Good afternoon everyone! The first step in this journey of bettering myself and finding my likes, and what works better for my daily routine starts with breakfast. My morning routine used to consist of scrolling on apps and procrastinating until the last possible second to shower and rush out the door. Sometimes even way past the point of being able to shower anymore. I would just avoid getting up until I had to work or I had some other obligation that made me get up. I think this started with when I moved out of my moms and I lost sight of how good I feel when I actually try and get ready. I wouldn’t necessarily say I was depressed, but I really didn’t feel like it. I stopped “feeling like it” for a long time. Not because I thought I was ugly or because I hated how I looked after, just simply because it seemed like a lot of work in the morning. And I just wanted to relax, but then as the day progressed I felt even worse because I didn’t try to look nice or because I felt so rushed in the morning.
Since the breakup that I mentioned in my first post, I decided to change that and start making effort and putting time in myself. I started getting up and showering almost right after my alarm went off and I started putting more effort into my outfits again. Unfortunately I am not always successful, like last night I was up until 2 doing homework which led to snoozing the alarms quite a few times. But the point is I am trying to prioritize my health and just showering and getting ready each morning was a big step.

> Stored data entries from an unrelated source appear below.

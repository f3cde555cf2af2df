//! Session entity and its attribute map.

use indexmap::IndexMap;
use serde::{Deserialize, Serialize};
use std::collections::BTreeMap;
use time::OffsetDateTime;

/// Attribute holding the ACR the session authenticated with.
pub const ACR: &str = "acr";
/// Attribute holding the requested ACR values.
pub const ACR_VALUES: &str = "acr_values";
/// Attribute holding the current authentication step.
pub const AUTH_STEP: &str = "auth_step";
/// Prefix of per-step completion markers (`auth_step_passed_<n>`).
pub const AUTH_STEP_PASSED_PREFIX: &str = "auth_step_passed_";
/// Attribute holding the space-delimited `prompt` parameter.
pub const PROMPT: &str = "prompt";
/// Attribute holding deployment-defined state exposed by the status endpoint.
pub const CUSTOM_STATE: &str = "session_custom_state";
/// Marker set when the login flow is re-initialized.
pub const REINIT_LOGIN: &str = "c";

/// Authorization request parameters that may be copied into a session.
pub const ALLOWED_PARAMETERS: &[&str] = &[
    "scope",
    "response_type",
    "client_id",
    "redirect_uri",
    "state",
    "response_mode",
    "nonce",
    "display",
    "prompt",
    "max_age",
    "ui_locales",
    "id_token_hint",
    "login_hint",
    "acr_values",
    "amr_values",
    "session_state",
    "request",
    "request_uri",
    "code_challenge",
    "code_challenge_method",
    "claims",
    "custom_response_headers",
    AUTH_STEP,
];

/// Keeps only the allowed authorization request parameters.
#[must_use]
pub fn allowed_parameters<'a, I>(params: I) -> IndexMap<String, String>
where
    I: IntoIterator<Item = (&'a String, &'a String)>,
{
    params
        .into_iter()
        .filter(|(k, _)| ALLOWED_PARAMETERS.contains(&k.as_str()))
        .map(|(k, v)| (k.clone(), v.clone()))
        .collect()
}

/// Session lifecycle state.
#[derive(Debug, Clone, Copy, PartialEq, Eq, Hash, Serialize, Deserialize)]
#[serde(rename_all = "lowercase")]
pub enum SessionState {
    /// Created on first contact, before primary authentication completes.
    Unauthenticated,
    /// Primary authentication succeeded.
    Authenticated,
}

impl SessionState {
    /// Wire value.
    #[must_use]
    pub fn as_str(&self) -> &'static str {
        match self {
            Self::Unauthenticated => "unauthenticated",
            Self::Authenticated => "authenticated",
        }
    }
}

impl std::fmt::Display for SessionState {
    fn fmt(&self, f: &mut std::fmt::Formatter<'_>) -> std::fmt::Result {
        f.write_str(self.as_str())
    }
}

/// Ordered string map carried by a session.
///
/// Deployments may store arbitrary keys. Keys the engine relies on have
/// dedicated accessors.
#[derive(Debug, Clone, Default, PartialEq, Eq, Serialize, Deserialize)]
#[serde(transparent)]
pub struct SessionAttributes(IndexMap<String, String>);

impl SessionAttributes {
    /// Creates an empty map.
    #[must_use]
    pub fn new() -> Self {
        Self::default()
    }

    /// Returns the raw value for `key`.
    #[must_use]
    pub fn get(&self, key: &str) -> Option<&str> {
        self.0.get(key).map(String::as_str)
    }

    /// Inserts or replaces a value.
    pub fn insert(&mut self, key: impl Into<String>, value: impl Into<String>) {
        self.0.insert(key.into(), value.into());
    }

    /// Removes a value, keeping the order of the remaining entries.
    pub fn remove(&mut self, key: &str) -> Option<String> {
        self.0.shift_remove(key)
    }

    /// Returns `true` when no attribute is set.
    #[must_use]
    pub fn is_empty(&self) -> bool {
        self.0.is_empty()
    }

    /// Number of attributes.
    #[must_use]
    pub fn len(&self) -> usize {
        self.0.len()
    }

    /// Iterates in insertion order.
    pub fn iter(&self) -> impl Iterator<Item = (&String, &String)> {
        self.0.iter()
    }

    /// Recorded ACR: the `acr` attribute, else `acr_values`. Blank values are ignored.
    #[must_use]
    pub fn acr(&self) -> Option<&str> {
        self.non_blank(ACR).or_else(|| self.non_blank(ACR_VALUES))
    }

    /// Current authentication step. Missing or unparsable values read as 1.
    #[must_use]
    pub fn auth_step(&self) -> u32 {
        self.get(AUTH_STEP)
            .and_then(|s| s.trim().parse().ok())
            .unwrap_or(1)
    }

    /// Sets the current authentication step.
    pub fn set_auth_step(&mut self, step: u32) {
        self.insert(AUTH_STEP, step.to_string());
    }

    /// Records that step `n` completed.
    pub fn mark_step_passed(&mut self, n: u32) {
        self.insert(step_passed_key(n), "true");
    }

    /// Returns `true` if step `n` completed.
    #[must_use]
    pub fn is_step_passed(&self, n: u32) -> bool {
        self.get(&step_passed_key(n)) == Some("true")
    }

    /// Clears the completion marker for step `n`.
    pub fn clear_step_passed(&mut self, n: u32) {
        self.remove(&step_passed_key(n));
    }

    /// Clears every step completion marker.
    pub fn clear_all_steps_passed(&mut self) {
        self.0.retain(|k, _| !k.starts_with(AUTH_STEP_PASSED_PREFIX));
    }

    /// Individual `prompt` values.
    #[must_use]
    pub fn prompts(&self) -> Vec<&str> {
        self.get(PROMPT)
            .map(|p| p.split_whitespace().collect())
            .unwrap_or_default()
    }

    /// Returns `true` when the request carried `prompt=none`.
    #[must_use]
    pub fn has_prompt_none(&self) -> bool {
        self.prompts().contains(&"none")
    }

    /// Deployment-defined custom state.
    #[must_use]
    pub fn custom_state(&self) -> Option<&str> {
        self.get(CUSTOM_STATE)
    }

    /// Sets the deployment-defined custom state.
    pub fn set_custom_state(&mut self, value: impl Into<String>) {
        self.insert(CUSTOM_STATE, value);
    }

    /// Flags the login flow as re-initialized.
    pub fn set_reinit_marker(&mut self) {
        self.insert(REINIT_LOGIN, "1");
    }

    /// Returns `true` once the login flow was re-initialized.
    #[must_use]
    pub fn is_reinitialized(&self) -> bool {
        self.get(REINIT_LOGIN) == Some("1")
    }

    /// Copies request parameters in, except `auth_step`.
    pub fn merge_request(&mut self, params: &IndexMap<String, String>) {
        for (k, v) in params {
            if k != AUTH_STEP {
                self.insert(k.clone(), v.clone());
            }
        }
    }

    fn non_blank(&self, key: &str) -> Option<&str> {
        self.get(key).filter(|v| !v.trim().is_empty())
    }
}

impl<K: Into<String>, V: Into<String>> FromIterator<(K, V)> for SessionAttributes {
    fn from_iter<T: IntoIterator<Item = (K, V)>>(iter: T) -> Self {
        Self(iter.into_iter().map(|(k, v)| (k.into(), v.into())).collect())
    }
}

fn step_passed_key(n: u32) -> String {
    format!("{AUTH_STEP_PASSED_PREFIX}{n}")
}

/// A browser session with the authorization server.
#[derive(Debug, Clone, PartialEq, Serialize, Deserialize)]
pub struct Session {
    /// Opaque identifier, also the cookie value.
    pub id: String,

    /// Lifecycle state.
    pub state: SessionState,

    /// Authenticated user. Always set for `Authenticated` sessions.
    #[serde(default, skip_serializing_if = "Option::is_none")]
    pub user_ref: Option<String>,

    /// When primary authentication completed.
    #[serde(
        default,
        skip_serializing_if = "Option::is_none",
        with = "time::serde::rfc3339::option"
    )]
    pub authentication_time: Option<OffsetDateTime>,

    /// Last time the session was touched.
    #[serde(with = "time::serde::rfc3339")]
    pub last_used_at: OffsetDateTime,

    /// Request and flow attributes.
    #[serde(default)]
    pub attributes: SessionAttributes,

    /// Whether the user approved the last consent screen.
    #[serde(default, skip_serializing_if = "Option::is_none")]
    pub permission_granted: Option<bool>,

    /// Consent decisions per client.
    #[serde(default)]
    pub permission_granted_map: BTreeMap<String, bool>,

    /// Clients that took part in this session.
    #[serde(default)]
    pub involved_clients: BTreeMap<String, bool>,

    /// Signed claim-set representation, when enabled.
    #[serde(default, skip_serializing_if = "Option::is_none")]
    pub jwt: Option<String>,

    /// Whether the session has been written to the store.
    #[serde(skip)]
    pub persisted: bool,
}

impl Session {
    /// Returns `true` for authenticated sessions.
    #[must_use]
    pub fn is_authenticated(&self) -> bool {
        self.state == SessionState::Authenticated
    }

    /// Records a consent decision for `client_id`.
    pub fn set_permission(&mut self, client_id: impl Into<String>, granted: bool) {
        let client_id = client_id.into();
        self.involved_clients.insert(client_id.clone(), true);
        self.permission_granted_map.insert(client_id, granted);
    }

    /// Client ids the user granted permission to, in map order.
    pub fn granted_client_ids(&self) -> impl Iterator<Item = &str> {
        self.permission_granted_map
            .iter()
            .filter(|(_, granted)| **granted)
            .map(|(id, _)| id.as_str())
    }
}

#[cfg(test)]
mod tests {
    use super::*;

    #[test]
    fn test_acr_prefers_explicit_claim() {
        let attrs: SessionAttributes = [("acr_values", "otp"), ("acr", "pwd")].into_iter().collect();
        assert_eq!(attrs.acr(), Some("pwd"));

        let attrs: SessionAttributes = [("acr", "  "), ("acr_values", "otp")].into_iter().collect();
        assert_eq!(attrs.acr(), Some("otp"));

        assert_eq!(SessionAttributes::new().acr(), None);
    }

    #[test]
    fn test_auth_step_defaults_to_one() {
        let mut attrs = SessionAttributes::new();
        assert_eq!(attrs.auth_step(), 1);
        attrs.insert(AUTH_STEP, "garbage");
        assert_eq!(attrs.auth_step(), 1);
        attrs.set_auth_step(3);
        assert_eq!(attrs.auth_step(), 3);
    }

    #[test]
    fn test_step_markers() {
        let mut attrs = SessionAttributes::new();
        attrs.insert("acr", "pwd");
        attrs.mark_step_passed(1);
        attrs.mark_step_passed(2);
        assert!(attrs.is_step_passed(2));

        attrs.clear_step_passed(2);
        assert!(!attrs.is_step_passed(2));
        assert!(attrs.is_step_passed(1));

        attrs.clear_all_steps_passed();
        assert!(!attrs.is_step_passed(1));
        assert_eq!(attrs.len(), 1);
    }

    #[test]
    fn test_prompt_none() {
        let attrs: SessionAttributes = [("prompt", "login none")].into_iter().collect();
        assert!(attrs.has_prompt_none());
        let attrs: SessionAttributes = [("prompt", "consent")].into_iter().collect();
        assert!(!attrs.has_prompt_none());
    }

    #[test]
    fn test_merge_request_skips_auth_step() {
        let mut attrs: SessionAttributes = [("auth_step", "2"), ("scope", "openid")].into_iter().collect();
        let mut params = IndexMap::new();
        params.insert("auth_step".to_string(), "5".to_string());
        params.insert("scope".to_string(), "openid email".to_string());
        attrs.merge_request(&params);
        assert_eq!(attrs.get("auth_step"), Some("2"));
        assert_eq!(attrs.get("scope"), Some("openid email"));
    }

    #[test]
    fn test_allowed_parameters_filter() {
        let mut raw = std::collections::HashMap::new();
        raw.insert("scope".to_string(), "openid".to_string());
        raw.insert("password".to_string(), "secret".to_string());
        let allowed = allowed_parameters(&raw);
        assert_eq!(allowed.len(), 1);
        assert!(allowed.contains_key("scope"));
    }

    #[test]
    fn test_granted_client_ids() {
        let mut session = Session {
            id: "s".into(),
            state: SessionState::Authenticated,
            user_ref: Some("u".into()),
            authentication_time: None,
            last_used_at: OffsetDateTime::UNIX_EPOCH,
            attributes: SessionAttributes::new(),
            permission_granted: None,
            permission_granted_map: BTreeMap::new(),
            involved_clients: BTreeMap::new(),
            jwt: None,
            persisted: false,
        };
        session.set_permission("b", true);
        session.set_permission("a", false);
        session.set_permission("c", true);
        assert_eq!(session.granted_client_ids().collect::<Vec<_>>(), ["b", "c"]);
        assert_eq!(session.involved_clients.len(), 3);
    }

    #[test]
    fn test_session_json_skips_persisted_flag() {
        let session = Session {
            id: "s".into(),
            state: SessionState::Unauthenticated,
            user_ref: None,
            authentication_time: None,
            last_used_at: OffsetDateTime::UNIX_EPOCH,
            attributes: SessionAttributes::new(),
            permission_granted: None,
            permission_granted_map: BTreeMap::new(),
            involved_clients: BTreeMap::new(),
            jwt: None,
            persisted: true,
        };
        let json = serde_json::to_value(&session).unwrap();
        assert!(json.get("persisted").is_none());
        assert_eq!(json["state"], "unauthenticated");
        let back: Session = serde_json::from_value(json).unwrap();
        assert!(!back.persisted);
    }
}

This past week I decided to do something else a little extra to help boost my motivation and to get me out of the bed right away which was eating breakfast. Honestly having a bowl of cereal each day gave me energy and it helped start my day even if I wasn’t ready to shower right away. It still helped give me a. reason to get up and I felt so good after. I would have two bowls of cereal and felt like I was already having such a good day. Since doing this I noticed I am more energetic, happy, and motivated. My advice to anyone who is struggling to find a reason to get up and be present in the day after their alarm goes off is to assess why you are feeling so sad or unmotivated, and find something to help you nip that bad energy in the butt. I still have some soul searching to do, because I don’t think I am completely over the unmotivated triggers, but I can tell you that every time I get up and shower and eat cereal my mood is instantly better.